To illustrate the advantage of rapidly scaling infrastructure without committing to purchase, consider Google’s earlier image detection efforts. Initially built using CPUs running on 1000 computers, Google’s cost for the hardware was roughly one million
dollars. They subsequently redeployed the project on GPUs, which worked so much better that they were able to run the model at a fraction of the cost on just sixteen computers (roughly $20,000).71 Most companies could not afford to make such a large hardware purchase for an experimental project, nor to explain to their finance department the hundreds of computers purchased but no longer needed.
You’ll still need to install software on the cloud-based hardware (the operating system, middleware, storage, etc.), but if you want to move straight to running applications, you can utilize a Platform as a Service (PaaS) offering, which may be proprietary or may be an open-sourced product implemented and maintained by a service provider. In this way, your analytics programme can outsource both the hardware and the foundational software and work directly on your application.
You may have concerns regarding security in the cloud. For public clouds and Software as a Service (SaaS), security is in fact the biggest barrier for
companies considering the cloud. In the Dell study cited above, 42 per cent of companies not yet using cloud said security was the reason, far higher than any other reason. European companies often want to keep their data within Europe, particularly following Edward Snowden’s revelations and the resulting turmoil in Europe’s Safe Harbor Provisions.
In industries such as finance, where security, reliability and compliance are particularly critical, companies have traditionally opted to manage their own data centres to keep tighter control of security and reliability. However, earlier
security concerns in these sectors continue to be alleviated by cloud providers, and companies in the financial, pharmaceutical, and oil and gas sectors have started utilizing cloud technologies.72
Some companies attest that running applications in the cloud leads to more secure applications, as it forces them to leave behind insecure legacy software.
Being more state of the art, applications built for the cloud are generally designed with high levels of control, with better monitoring capabilities and better overall security. The cloud providers give a degree of consistency that enhances security, and they are themselves very conscious of securing their assets.

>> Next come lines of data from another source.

//! In-memory transport for tests.
//!
//! A [`MemoryTransport`] dials into the paired [`MemoryHost`], which
//! plays the server: it accepts connections, reads the frames the
//! client sent, injects frames of its own, and can drop a connection
//! or refuse dials to exercise the reconnection machinery.

use async_trait::async_trait;
use std::sync::atomic::{AtomicU32, Ordering};
use std::sync::Arc;
use tokio::sync::mpsc;

use crate::transport::{FrameSink, FrameStream, Transport, TransportError};

/// Client-side in-memory transport. Cloneable; every dial produces a
/// fresh [`MemoryPeer`] on the host side.
#[derive(Clone)]
pub struct MemoryTransport {
    peers: mpsc::UnboundedSender<MemoryPeer>,
    refuse_dials: Arc<AtomicU32>,
    dial_count: Arc<AtomicU32>,
}

/// Server side of the in-memory transport pair.
pub struct MemoryHost {
    peers: mpsc::UnboundedReceiver<MemoryPeer>,
    refuse_dials: Arc<AtomicU32>,
    dial_count: Arc<AtomicU32>,
}

/// One accepted connection, seen from the server side.
pub struct MemoryPeer {
    from_client: mpsc::UnboundedReceiver<String>,
    to_client: Option<mpsc::UnboundedSender<String>>,
}

impl MemoryTransport {
    /// Create a connected transport/host pair.
    #[must_use]
    pub fn pair() -> (Self, MemoryHost) {
        let (peer_tx, peer_rx) = mpsc::unbounded_channel();
        let refuse_dials = Arc::new(AtomicU32::new(0));
        let dial_count = Arc::new(AtomicU32::new(0));
        (
            Self {
                peers: peer_tx,
                refuse_dials: Arc::clone(&refuse_dials),
                dial_count: Arc::clone(&dial_count),
            },
            MemoryHost {
                peers: peer_rx,
                refuse_dials,
                dial_count,
            },
        )
    }
}

#[async_trait]
impl Transport for MemoryTransport {
    async fn dial(
        &self,
        _url: &str,
    ) -> Result<(Box<dyn FrameSink>, Box<dyn FrameStream>), TransportError> {
        self.dial_count.fetch_add(1, Ordering::SeqCst);
        let refused = self
            .refuse_dials
            .fetch_update(Ordering::SeqCst, Ordering::SeqCst, |n| n.checked_sub(1))
            .is_ok();
        if refused {
            return Err(TransportError::ConnectFailed("dial refused".to_string()));
        }

        let (client_tx, from_client) = mpsc::unbounded_channel();
        let (to_client, client_rx) = mpsc::unbounded_channel();

        self.peers
            .send(MemoryPeer {
                from_client,
                to_client: Some(to_client),
            })
            .map_err(|_| TransportError::ConnectFailed("host is gone".to_string()))?;

        Ok((
            Box::new(MemorySink { tx: client_tx }),
            Box::new(MemoryReader { rx: client_rx }),
        ))
    }

    fn name(&self) -> &'static str {
        "memory"
    }
}

impl MemoryHost {
    /// Refuse the next `n` dials with a connect error.
    pub fn refuse_next_dials(&self, n: u32) {
        self.refuse_dials.store(n, Ordering::SeqCst);
    }

    /// Total number of dial attempts seen so far, refused ones included.
    #[must_use]
    pub fn dial_count(&self) -> u32 {
        self.dial_count.load(Ordering::SeqCst)
    }

    /// Wait for the next accepted connection.
    pub async fn accept(&mut self) -> Option<MemoryPeer> {
        self.peers.recv().await
    }
}

impl MemoryPeer {
    /// Read the next frame the client sent.
    ///
    /// Returns `None` once the client side is closed.
    pub async fn recv(&mut self) -> Option<String> {
        self.from_client.recv().await
    }

    /// Read the next frame without waiting.
    pub fn try_recv(&mut self) -> Option<String> {
        self.from_client.try_recv().ok()
    }

    /// Inject a frame toward the client.
    pub fn send(&self, frame: impl Into<String>) {
        if let Some(tx) = &self.to_client {
            let _ = tx.send(frame.into());
        }
    }

    /// Drop the connection from the server side.
    pub fn close(&mut self) {
        self.to_client = None;
    }
}

struct MemorySink {
    tx: mpsc::UnboundedSender<String>,
}

#[async_trait]
impl FrameSink for MemorySink {
    async fn send(&mut self, frame: String) -> Result<(), TransportError> {
        self.tx
            .send(frame)
            .map_err(|_| TransportError::SendFailed("peer is gone".to_string()))
    }

    async fn close(&mut self) -> Result<(), TransportError> {
        Ok(())
    }
}

struct MemoryReader {
    rx: mpsc::UnboundedReceiver<String>,
}

#[async_trait]
impl FrameStream for MemoryReader {
    async fn next(&mut self) -> Option<String> {
        self.rx.recv().await
    }
}
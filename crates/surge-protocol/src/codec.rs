//! Codec for encoding and decoding Surge frames.
//!
//! The wire format is one JSON object per frame, UTF-8 text. Decoding
//! is defensive: malformed payloads and frames missing the `type`
//! discriminant produce a [`ProtocolError`] the transport layer logs
//! and drops; they never propagate as panics.

use thiserror::Error;

use crate::events::ClientEvent;
use crate::messages::ServerMessage;

/// Protocol errors that can occur during encoding/decoding.
#[derive(Debug, Error)]
pub enum ProtocolError {
    /// Failed to serialize an outgoing event.
    #[error("Encoding error: {0}")]
    Encode(#[source] serde_json::Error),

    /// Inbound frame was not valid JSON or did not match the
    /// server message union.
    #[error("Decoding error: {0}")]
    Decode(#[source] serde_json::Error),
}

/// Encode an outgoing event to a wire frame.
///
/// # Errors
///
/// Returns an error if serialization fails.
pub fn encode(event: &ClientEvent) -> Result<String, ProtocolError> {
    serde_json::to_string(event).map_err(ProtocolError::Encode)
}

/// Decode an inbound wire frame.
///
/// Frames carrying a discriminant this client does not recognize
/// decode successfully to [`ServerMessage::Unknown`]; only malformed
/// JSON or shape mismatches produce an error.
///
/// # Errors
///
/// Returns an error if the frame is not parseable.
pub fn decode(text: &str) -> Result<ServerMessage, ProtocolError> {
    serde_json::from_str(text).map_err(ProtocolError::Decode)
}

#[cfg(test)]
mod tests {
    use super::*;
    use crate::events::User;

    fn alice() -> User {
        User::new("user-1", "alice")
    }

    #[test]
    fn test_encode_decode_all_client_events() {
        let events = vec![
            ClientEvent::subscribe("lobby", alice(), true, 50),
            ClientEvent::unsubscribe("lobby", alice()),
            ClientEvent::publish("lobby", alice(), "hello"),
            ClientEvent::presence("lobby", alice()),
            ClientEvent::typing("lobby", alice(), true),
            ClientEvent::read_receipt("lobby", "msg-1", alice()),
            ClientEvent::direct_msg("user-2", alice(), "psst"),
            ClientEvent::edit_message("lobby", "msg-1", alice(), "fixed"),
            ClientEvent::delete_message("lobby", "msg-1", alice()),
        ];

        for event in events {
            let wire = encode(&event).unwrap();
            let back: ClientEvent = serde_json::from_str(&wire).unwrap();
            assert_eq!(event, back);
        }
    }

    #[test]
    fn test_decode_rejects_invalid_json() {
        assert!(matches!(
            decode("{not json"),
            Err(ProtocolError::Decode(_))
        ));
    }

    #[test]
    fn test_decode_rejects_missing_discriminant() {
        assert!(matches!(
            decode(r#"{"room": "lobby"}"#),
            Err(ProtocolError::Decode(_))
        ));
    }

    #[test]
    fn test_decode_unknown_discriminant_is_lossless_noop() {
        let msg = decode(r#"{"type": "totally_new_thing"}"#).unwrap();
        assert_eq!(msg, ServerMessage::Unknown);
    }

    #[test]
    fn test_decode_typing_frame() {
        let msg = decode(
            r#"{"type": "typing", "room": "lobby", "user": {"id": "u2", "name": "bob"}, "isTyping": false}"#,
        )
        .unwrap();

        match msg {
            ServerMessage::Typing {
                room,
                user,
                is_typing,
            } => {
                assert_eq!(room, "lobby");
                assert_eq!(user.id, "u2");
                assert!(!is_typing);
            }
            other => panic!("expected typing, got {other:?}"),
        }
    }
}
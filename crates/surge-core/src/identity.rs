//! The login-scoped local user.

use std::sync::atomic::{AtomicU64, Ordering};
use std::time::{SystemTime, UNIX_EPOCH};
use surge_protocol::User;

/// Counter folded into generated ids so two logins within the same
/// nanosecond still get distinct ids.
static ID_COUNTER: AtomicU64 = AtomicU64::new(0);

/// Generate a fresh client-side user id.
#[must_use]
pub fn generate_user_id() -> String {
    let timestamp = SystemTime::now()
        .duration_since(UNIX_EPOCH)
        .map(|d| d.as_nanos() as u64)
        .unwrap_or_default();
    let counter = ID_COUNTER.fetch_add(1, Ordering::Relaxed);
    format!("user-{:x}", timestamp.wrapping_add(counter))
}

/// The local user's identity for the lifetime of a login session.
///
/// `user_id` is generated at login and is the key every ownership,
/// presence, and typing comparison uses; `username` is display-only.
#[derive(Debug, Clone, PartialEq, Eq)]
pub struct Identity {
    /// Client-generated identity key.
    pub user_id: String,
    /// Display name entered at login.
    pub username: String,
}

impl Identity {
    /// Create an identity with a freshly generated user id.
    #[must_use]
    pub fn login(username: impl Into<String>) -> Self {
        Self {
            user_id: generate_user_id(),
            username: username.into(),
        }
    }

    /// Create an identity from an existing `(id, name)` pair.
    #[must_use]
    pub fn new(user_id: impl Into<String>, username: impl Into<String>) -> Self {
        Self {
            user_id: user_id.into(),
            username: username.into(),
        }
    }

    /// The wire representation of this identity.
    #[must_use]
    pub fn as_user(&self) -> User {
        User::new(self.user_id.clone(), self.username.clone())
    }

    /// Whether a wire user is this local user.
    #[must_use]
    pub fn is_self(&self, user: &User) -> bool {
        user.id == self.user_id
    }
}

Moving, cleaning and storing your data: data pipelines
You’ll need to architect your data pipeline, selecting data warehousing and middleware, such as messaging systems for transferring information in real time (e.g. Kafka, RabbitMQ, etc.)
Moving and cleaning data is generally the most time-consuming part of an
analytics effort. You can purchase an ETL tool to do much of the heavy lifting in data processing. It should provide useful ancillary functionality, such as for
documentation. A good ETL tool can make it easy to add a new data source, pulling data not only from a traditional database but also from newer sources such as web analytics servers, social media, cloud-based noSQL databases, etc.

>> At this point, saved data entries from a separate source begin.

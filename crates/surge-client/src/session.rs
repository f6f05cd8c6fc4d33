//! Login-scoped session facade.
//!
//! A [`ChatSession`] wires a [`ConnectionManager`] to a
//! [`Reconciler`] and a [`TypingDebouncer`], exposing one API for
//! sending chat actions and reading the resulting room state. Every
//! inbound frame flows through the reconciler on the connection
//! actor's task; callers read snapshots.

use std::sync::{Arc, Mutex, MutexGuard, PoisonError, RwLock};
use std::time::{Duration, Instant};

use surge_core::{
    Identity, Notice, Reconciler, Room, TypingDebouncer, TypingSignal,
};
use surge_protocol::ClientEvent;
use tokio::sync::{mpsc, watch};
use tokio::task::JoinHandle;
use tracing::debug;

use crate::config::ClientConfig;
use crate::connection::{ConnectionHandle, ConnectionManager, LinkOptions};
use crate::error::ClientError;
use crate::state::LinkStatus;
use crate::transport::Transport;

fn lock<T>(mutex: &Mutex<T>) -> MutexGuard<'_, T> {
    mutex.lock().unwrap_or_else(PoisonError::into_inner)
}

/// A running chat session for one logged-in user.
pub struct ChatSession {
    identity: Identity,
    handle: ConnectionHandle,
    reconciler: Arc<RwLock<Reconciler>>,
    debouncer: Arc<Mutex<TypingDebouncer>>,
    typing_timer: Mutex<Option<JoinHandle<()>>>,
    notices: Mutex<mpsc::UnboundedReceiver<Notice>>,
    idle_timeout: Duration,
}

impl ChatSession {
    /// Spawn the connection actor and wire the reconciler into its
    /// dispatch path.
    ///
    /// The session does not connect yet; call [`ChatSession::connect`].
    ///
    /// # Errors
    ///
    /// Returns [`ClientError::ConnectionClosed`] if the actor stops
    /// before the session is wired up.
    pub async fn start<T: Transport>(
        identity: Identity,
        config: ClientConfig,
        transport: T,
    ) -> Result<Self, ClientError> {
        let options = LinkOptions {
            endpoint: config.endpoint.clone(),
            rooms: config.rooms.iter().map(|room| room.id.clone()).collect(),
            policy: config.reconnect_policy(),
            replay_history: config.history.replay,
            history_limit: config.history.limit,
        };
        let handle = ConnectionManager::spawn(transport, identity.as_user(), options);

        let reconciler = Arc::new(RwLock::new(Reconciler::new(
            identity.clone(),
            &config.room_catalog(),
        )));
        let (notice_tx, notice_rx) = mpsc::unbounded_channel();

        let reconciler_in_handler = Arc::clone(&reconciler);
        handle
            .on_message(move |message| {
                let mut reconciler = reconciler_in_handler
                    .write()
                    .unwrap_or_else(PoisonError::into_inner);
                if let Some(notice) = reconciler.apply(message) {
                    let _ = notice_tx.send(notice);
                }
            })
            .await
            .ok_or(ClientError::ConnectionClosed)?;

        Ok(Self {
            identity,
            handle,
            reconciler,
            debouncer: Arc::new(Mutex::new(TypingDebouncer::with_timeout(
                config.typing_idle_timeout(),
            ))),
            typing_timer: Mutex::new(None),
            notices: Mutex::new(notice_rx),
            idle_timeout: config.typing_idle_timeout(),
        })
    }

    /// The identity this session is logged in as.
    #[must_use]
    pub fn identity(&self) -> &Identity {
        &self.identity
    }

    /// Request a connection. Reconnection after failures is automatic.
    pub fn connect(&self) {
        self.handle.connect();
    }

    /// Disconnect intentionally. No reconnect is attempted and any
    /// pending typing state is dropped without emitting.
    pub fn disconnect(&self) {
        self.cancel_typing_timer();
        lock(&self.debouncer).reset();
        self.handle.disconnect();
    }

    /// Current link status snapshot.
    #[must_use]
    pub fn status(&self) -> LinkStatus {
        self.handle.current_status()
    }

    /// Watch channel for link status changes.
    #[must_use]
    pub fn watch_status(&self) -> watch::Receiver<LinkStatus> {
        self.handle.status()
    }

    /// Publish a chat message to a room.
    ///
    /// Also emits the typing `Stop` for the room, since submitting
    /// ends composition. Returns `false` when not connected; the
    /// message is dropped, not queued.
    pub async fn send_message(&self, room: &str, text: &str) -> bool {
        let delivered = self
            .handle
            .send(ClientEvent::publish(room, self.identity.as_user(), text))
            .await;

        self.cancel_typing_timer();
        let (stop_room, signal) = lock(&self.debouncer).submitted(room);
        self.send_typing(&stop_room, signal).await;

        delivered
    }

    /// Edit one of this user's messages.
    pub async fn edit_message(&self, room: &str, message_id: &str, new_text: &str) -> bool {
        self.handle
            .send(ClientEvent::edit_message(
                room,
                message_id,
                self.identity.as_user(),
                new_text,
            ))
            .await
    }

    /// Delete one of this user's messages.
    pub async fn delete_message(&self, room: &str, message_id: &str) -> bool {
        self.handle
            .send(ClientEvent::delete_message(
                room,
                message_id,
                self.identity.as_user(),
            ))
            .await
    }

    /// Send a direct message to another user.
    pub async fn send_direct_message(&self, to_user_id: &str, text: &str) -> bool {
        self.handle
            .send(ClientEvent::direct_msg(
                to_user_id,
                self.identity.as_user(),
                text,
            ))
            .await
    }

    /// Acknowledge that this user has read a message.
    pub async fn mark_read(&self, room: &str, message_id: &str) -> bool {
        self.handle
            .send(ClientEvent::read_receipt(
                room,
                message_id,
                self.identity.as_user(),
            ))
            .await
    }

    /// Feed a change of the composer text for a room.
    ///
    /// Emits typing `Start`/`Stop` transitions as needed and (re)arms
    /// the idle timer that stops the indicator after a quiet period.
    pub async fn input_changed(&self, room: &str, text: &str) {
        let (emissions, armed) = {
            let mut debouncer = lock(&self.debouncer);
            let emissions = debouncer.input_changed(room, text, Instant::now());
            (emissions, debouncer.deadline().is_some())
        };
        for (room, signal) in emissions {
            self.send_typing(&room, signal).await;
        }
        if armed {
            self.arm_typing_timer();
        } else {
            self.cancel_typing_timer();
        }
    }

    /// Switch the active room without any input.
    ///
    /// Stops a typing indicator left running in the previous room.
    pub async fn set_active_room(&self) {
        self.cancel_typing_timer();
        let emission = lock(&self.debouncer).switch_room();
        if let Some((room, signal)) = emission {
            self.send_typing(&room, signal).await;
        }
    }

    /// Snapshot of all rooms.
    #[must_use]
    pub fn rooms(&self) -> Vec<Room> {
        self.reconciler
            .read()
            .unwrap_or_else(PoisonError::into_inner)
            .rooms()
            .to_vec()
    }

    /// Snapshot of a single room.
    #[must_use]
    pub fn room(&self, room_id: &str) -> Option<Room> {
        self.reconciler
            .read()
            .unwrap_or_else(PoisonError::into_inner)
            .room(room_id)
            .cloned()
    }

    /// Drain notices produced since the last call (direct messages,
    /// server errors).
    pub fn take_notices(&self) -> Vec<Notice> {
        let mut receiver = lock(&self.notices);
        let mut out = Vec::new();
        while let Ok(notice) = receiver.try_recv() {
            out.push(notice);
        }
        out
    }

    /// Stop the session and its connection actor.
    pub fn shutdown(&self) {
        self.cancel_typing_timer();
        self.handle.shutdown();
        debug!(user = %self.identity.username, "Session shut down");
    }

    async fn send_typing(&self, room: &str, signal: TypingSignal) {
        let is_typing = signal == TypingSignal::Start;
        let _ = self
            .handle
            .send(ClientEvent::typing(room, self.identity.as_user(), is_typing))
            .await;
    }

    fn arm_typing_timer(&self) {
        let mut slot = lock(&self.typing_timer);
        if let Some(task) = slot.take() {
            task.abort();
        }
        let debouncer = Arc::clone(&self.debouncer);
        let handle = self.handle.clone();
        let user = self.identity.as_user();
        let idle = self.idle_timeout;
        *slot = Some(tokio::spawn(async move {
            tokio::time::sleep(idle).await;
            let emission = lock(&debouncer).poll(Instant::now());
            if let Some((room, _)) = emission {
                let _ = handle.send(ClientEvent::typing(room, user, false)).await;
            }
        }));
    }

    fn cancel_typing_timer(&self) {
        if let Some(task) = lock(&self.typing_timer).take() {
            task.abort();
        }
    }
}

impl Drop for ChatSession {
    fn drop(&mut self) {
        self.cancel_typing_timer();
    }
}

You’ll also need to select and prepare the destination database(s). As we discussed earlier, there are hundreds of database solutions to choose from. If you’re deeply rooted in a vendor technology, you may want to continue within that vendor’s product ecosystem, or you may consider adding new technologies, running several systems in parallel or as separate projects. Migrating from a proprietary to an open-source database can bring significant cost savings. One company recently reported cutting its cost per terabyte in half. You’ll also need to invest significant effort in setting up the logical and physical structures of the database tables in a way that best fits your intended use.
Choosing software
We should emphasize again that extensive libraries for analytics have been developed for the major programming languages, and you should start your analytics effort by working with what is already available. Popular languages and tools such as Python, R, SAS and SPSS already include extensive analytic
libraries with large support communities. In Python, a developer can build a neural network with only a few lines of code by leveraging existing software packages such as Keras and TensorFlow.
Don’t expect to find off-the-shelf software that completely solves your analytic challenge, but existing software should give you a good head start, particularly if it integrates seamlessly with your data pipeline and automates data processing.
Keep in mind that solutions still need to be customized to your problem, and you’ll want to apply subject-matter expertise to engineer the model features that work best for your application. In addition, it is often the case that off-the-shelf solutions are simply implementing a common analytic model.
When purchasing analytic software, you should always ask yourself the standard questions that you would ask for any software purchase (cost, reliability, required training, etc.).
Keep in mind
Don’t expect to find an off-the-shelf solution that solves your problem without substantial additional effort.